On peut considérer notre temps comme un temps de haute culture : la complexité et le raffinement de nos inventions, la somme de connaissances dans tous les domaines, ou encore l'inventivité dont la modernité fait preuve en art et en littérature peuvent en apporter le témoignage. Il n'est cependant pas dit que les hommes d'aujourd'hui soient pour autant meilleurs que ceux qui les ont précédés : le siècle qui vient de s'achever n'a-t-il pas vu se succéder deux guerres mondiales, où atrocités et barbaries semblent s'être déchaînées sur une échelle à proprement parler inouïe ? Que nous soyons devenus meilleurs dans notre maîtrise du réel − autrement dit plus efficaces − est un fait ; mais que nous soyons devenus meilleurs absolument parlant − c'est-à-dire sur le plan de la moralité −, c'est ce dont nous pouvons à bon droit douter. Alors, la culture rend-elle meilleur ?

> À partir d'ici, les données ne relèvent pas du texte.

//! Resilient Execution Client
//!
//! `Idle → Authenticating → Connecting → Executing → {Succeeded | Failed}`.
//!
//! Each transport strategy gets a bounded retry loop with exponential backoff around
//! connect + execute; only retryable classes (timeouts, resets, transient network or
//! server faults) are retried. Authentication, authorization and malformed statements
//! end the call at once. When a strategy runs out of attempts on a recoverable failure
//! the next strategy is tried. Every outcome is a [`QueryResult`], never an `Err`.

use crate::config::Config;
use crate::error::{QueryError, Result};
use crate::execution::error_classifier::ErrorClassifier;
use crate::execution::pool::WorkerPool;
use crate::execution::result::{troubleshooting_hints, ClientState, ExecutionMetadata, QueryResult};
use crate::execution::retry::{RetryPolicy, RetryState};
use crate::execution::safety::check_statement;
use crate::execution::token::{CallTokens, ChainedTokenProvider, TokenProvider};
use crate::execution::transport::{
    DirectTransport, ManagementTransport, RawResultSet, Strategy, Transport,
};
use crate::translate::outline;
use reqwest::Client;
use std::sync::Arc;
use std::time::{Duration, Instant};
use tracing::{debug, error, info, warn};
use uuid::Uuid;

pub struct ExecutionClient {
    transports: Vec<Arc<dyn Transport>>,
    tokens: Arc<dyn TokenProvider>,
    pool: WorkerPool,
    policy: RetryPolicy,
    connect_timeout: Duration,
    execution_timeout: Duration,
    server: String,
    database: String,
    classifier: ErrorClassifier,
}

/// Per-call bookkeeping
struct CallTrace {
    execution_id: String,
    started: Instant,
    states: Vec<ClientState>,
    attempts: u32,
    strategy: Option<Strategy>,
    table_used: Option<String>,
}

impl CallTrace {
    fn enter(&mut self, state: ClientState) {
        debug!("[{}] {:?}", self.execution_id, state);
        self.states.push(state);
    }
}

impl ExecutionClient {
    pub fn new(
        transports: Vec<Arc<dyn Transport>>,
        tokens: Arc<dyn TokenProvider>,
        config: &Config,
    ) -> Self {
        Self {
            transports,
            tokens,
            pool: WorkerPool::new(config.workers),
            policy: RetryPolicy::from_config(config),
            connect_timeout: config.connect_timeout,
            execution_timeout: config.execution_timeout(),
            server: config.sql_server.clone(),
            database: config.sql_database.clone(),
            classifier: ErrorClassifier::new(),
        }
    }

    /// Direct strategy first, then the management plane when a subscription is configured
    pub fn from_config(config: &Config) -> Result<Self> {
        let http = Client::builder()
            .connect_timeout(config.connect_timeout)
            .tcp_keepalive(Duration::from_secs(60))
            .build()
            .map_err(|e| QueryError::Connection(format!("Failed to create HTTP client: {}", e)))?;

        let mut transports: Vec<Arc<dyn Transport>> =
            vec![Arc::new(DirectTransport::new(http.clone(), config))];
        if config.subscription_id.is_empty() {
            warn!("AZURE_SUBSCRIPTION_ID is not set, management-plane fallback disabled");
        } else {
            transports.push(Arc::new(ManagementTransport::new(http.clone(), config)));
        }

        let tokens = Arc::new(ChainedTokenProvider::from_env(http));
        info!(
            "✅ Execution client ready: {} ({} strategies, {} workers)",
            config.sql_server,
            transports.len(),
            config.workers
        );
        Ok(Self::new(transports, tokens, config))
    }

    pub fn with_retry_policy(mut self, policy: RetryPolicy) -> Self {
        self.policy = policy;
        self
    }

    pub fn with_timeouts(mut self, connect: Duration, execution: Duration) -> Self {
        self.connect_timeout = connect;
        self.execution_timeout = execution;
        self
    }

    pub fn strategies(&self) -> Vec<Strategy> {
        self.transports.iter().map(|t| t.strategy()).collect()
    }

    /// Release the worker pool; later calls fail with `ClientClosed`
    pub fn close(&self) {
        self.pool.close();
    }

    pub fn is_closed(&self) -> bool {
        self.pool.is_closed()
    }

    /// Check, authenticate, execute with retries and fallback
    pub async fn execute(&self, sql: &str) -> QueryResult {
        let mut trace = CallTrace {
            execution_id: Uuid::new_v4().to_string(),
            started: Instant::now(),
            states: vec![ClientState::Idle],
            attempts: 0,
            strategy: None,
            table_used: outline(sql).map(|o| o.table),
        };

        if self.is_closed() {
            return self.fail(sql, &mut trace, &QueryError::ClientClosed);
        }
        if let Err(e) = check_statement(sql) {
            warn!("🚫 Statement rejected: {}", e);
            return self.fail(sql, &mut trace, &e);
        }

        let mut tokens = CallTokens::new(self.tokens.as_ref());
        let mut last_error: Option<QueryError> = None;

        for (index, transport) in self.transports.iter().enumerate() {
            let strategy = transport.strategy();
            trace.strategy = Some(strategy);

            trace.enter(ClientState::Authenticating);
            let token = match tokens.get(transport.scope()).await {
                Ok(token) => token,
                Err(e) => {
                    error!("❌ Could not acquire a token for {}: {}", strategy, e);
                    let e = match e {
                        QueryError::Authentication(_) => e,
                        other => QueryError::Authentication(other.to_string()),
                    };
                    return self.fail(sql, &mut trace, &e);
                }
            };

            let mut retry = RetryState::new(&self.policy);
            let error = loop {
                let attempt = retry.begin_attempt();
                trace.attempts += 1;
                info!(
                    "🔄 {} attempt {} of {} [{}]",
                    strategy, attempt, self.policy.max_attempts, trace.execution_id
                );

                match self.attempt(transport.as_ref(), &token, sql, &mut trace).await {
                    Ok(set) => {
                        trace.enter(ClientState::Succeeded);
                        info!(
                            "✅ Query succeeded via {} after {} attempt(s), {} rows",
                            strategy,
                            trace.attempts,
                            set.rows.len()
                        );
                        let metadata = self.metadata(&trace, set.source.clone());
                        return QueryResult::success(sql, &set, metadata);
                    }
                    Err(e) => {
                        let class = self.classifier.classify(&e);
                        match retry.record_failure(&self.policy, class) {
                            Some(delay) => {
                                warn!(
                                    "⚠️  {} attempt {} failed ({}): {}; retrying in {:?}",
                                    strategy, attempt, class, e, delay
                                );
                                tokio::time::sleep(delay).await;
                            }
                            None => break e,
                        }
                    }
                }
            };

            let class = self.classifier.classify(&error);
            let has_next = index + 1 < self.transports.len();
            if class.allows_fallback() && has_next {
                warn!(
                    "⚠️  {} strategy gave up ({}): {}; falling back",
                    strategy, class, error
                );
                last_error = Some(error);
                continue;
            }
            return self.fail(sql, &mut trace, &error);
        }

        let error = last_error
            .unwrap_or_else(|| QueryError::Connection("No transport strategy is configured".to_string()));
        self.fail(sql, &mut trace, &error)
    }

    /// One connect + execute, holding a worker permit throughout
    async fn attempt(
        &self,
        transport: &dyn Transport,
        token: &str,
        sql: &str,
        trace: &mut CallTrace,
    ) -> Result<RawResultSet> {
        let _permit = self.pool.acquire().await?;

        trace.enter(ClientState::Connecting);
        let mut session = tokio::time::timeout(self.connect_timeout, transport.connect(token))
            .await
            .map_err(|_| {
                QueryError::Timeout(format!("Connection timed out after {:?}", self.connect_timeout))
            })??;

        trace.enter(ClientState::Executing);
        tokio::time::timeout(self.execution_timeout, session.execute(sql))
            .await
            .map_err(|_| {
                QueryError::Timeout(format!("Execution timed out after {:?}", self.execution_timeout))
            })?
    }

    fn metadata(&self, trace: &CallTrace, data_source: Option<String>) -> ExecutionMetadata {
        ExecutionMetadata {
            execution_id: trace.execution_id.clone(),
            strategy: trace.strategy,
            attempts: trace.attempts,
            elapsed_ms: trace.started.elapsed().as_millis() as u64,
            server: self.server.clone(),
            database: self.database.clone(),
            data_source,
            table_used: trace.table_used.clone(),
            states: trace.states.clone(),
        }
    }

    fn fail(&self, sql: &str, trace: &mut CallTrace, error: &QueryError) -> QueryResult {
        trace.enter(ClientState::Failed);
        let class = self.classifier.classify(error);
        error!("❌ Query failed ({}): {}", class, error);
        QueryResult::failure(sql, class, error.to_string(), Some(self.metadata(trace, None)))
            .with_troubleshooting(troubleshooting_hints(class))
    }
}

Non seulement l'histoire humaine n'a pas mis fin aux guerres fratricides et à l'injustice, mais il semblerait qu'elle les ait rendues plus sophistiquées et plus hypocrites : aux bassesses des hommes civilisés, on serait alors tenté d'opposer la bonté de l'innocence, celle d'un homme que la société de ses semblables n'aurait pas perverti : celle d'un homme naturel, ou d'un bon sauvage. Pourtant, un tel homme en mériterait-il encore le nom ? Hors de toute culture, peut-on encore parler d'humanité ? Il nous faudra sans doute répondre à cette question par la négative : peut-être alors que la culture ne nous rend pas meilleurs, mais à tout le moins, on peut soutenir qu'elle nous rend hommes, c'est-à-dire capables du pire, sans doute, mais aussi du meilleur.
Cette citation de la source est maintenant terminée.